## What to do
Counting only lines that contain "Copy", how many are there in the records below? Give the figure alone.

Data excerpts
· · ·

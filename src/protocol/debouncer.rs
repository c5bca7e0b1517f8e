//! Edge detection on noisy boolean signals.

use serde::{Deserialize, Serialize};

#[derive(Debug, Clone, Copy, PartialEq, Eq, Default, Serialize, Deserialize)]
#[serde(rename_all = "snake_case")]
pub enum Edge {
    #[default]
    Rising,
    Falling,
}

#[derive(Debug, Clone, Copy, PartialEq, Eq)]
pub enum DebounceState {
    /// No stable level observed yet.
    Idle,
    On,
    Off,
}

/// A level becomes stable after `length` consecutive identical samples; the
/// debouncer fires when the stable level changes in the direction of `edge`.
/// The first stable level only arms it: a signal already at the target level
/// when sampling starts has to leave it and come back before it fires.
#[derive(Debug, Clone)]
pub struct Debouncer {
    length: usize,
    edge: Edge,
    fires_from_idle: bool,
    state: DebounceState,
    last_sample: Option<bool>,
    run: usize,
}

impl Debouncer {
    pub fn new(length: usize, edge: Edge) -> Self {
        Self {
            length: length.max(1),
            edge,
            fires_from_idle: false,
            state: DebounceState::Idle,
            last_sample: None,
            run: 0,
        }
    }

    /// Treats leaving `Idle` as an edge. For latched pulses, where any `true`
    /// sample is news.
    pub fn firing_from_idle(mut self) -> Self {
        self.fires_from_idle = true;
        self
    }

    pub fn state(&self) -> DebounceState {
        self.state
    }

    pub fn reset(&mut self) {
        self.state = DebounceState::Idle;
        self.last_sample = None;
        self.run = 0;
    }

    /// Feeds one sample; returns true when the configured edge fires.
    pub fn update(&mut self, sample: bool) -> bool {
        if self.last_sample == Some(sample) {
            self.run += 1;
        } else {
            self.last_sample = Some(sample);
            self.run = 1;
        }
        if self.run < self.length {
            return false;
        }

        let stable = if sample { DebounceState::On } else { DebounceState::Off };
        if stable == self.state {
            return false;
        }
        let previous = self.state;
        self.state = stable;
        match (self.edge, previous, stable) {
            (Edge::Rising, DebounceState::Off, DebounceState::On) => true,
            (Edge::Falling, DebounceState::On, DebounceState::Off) => true,
            (Edge::Rising, DebounceState::Idle, DebounceState::On)
            | (Edge::Falling, DebounceState::Idle, DebounceState::Off) => self.fires_from_idle,
            _ => false,
        }
    }
}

· · ·

## Task output
2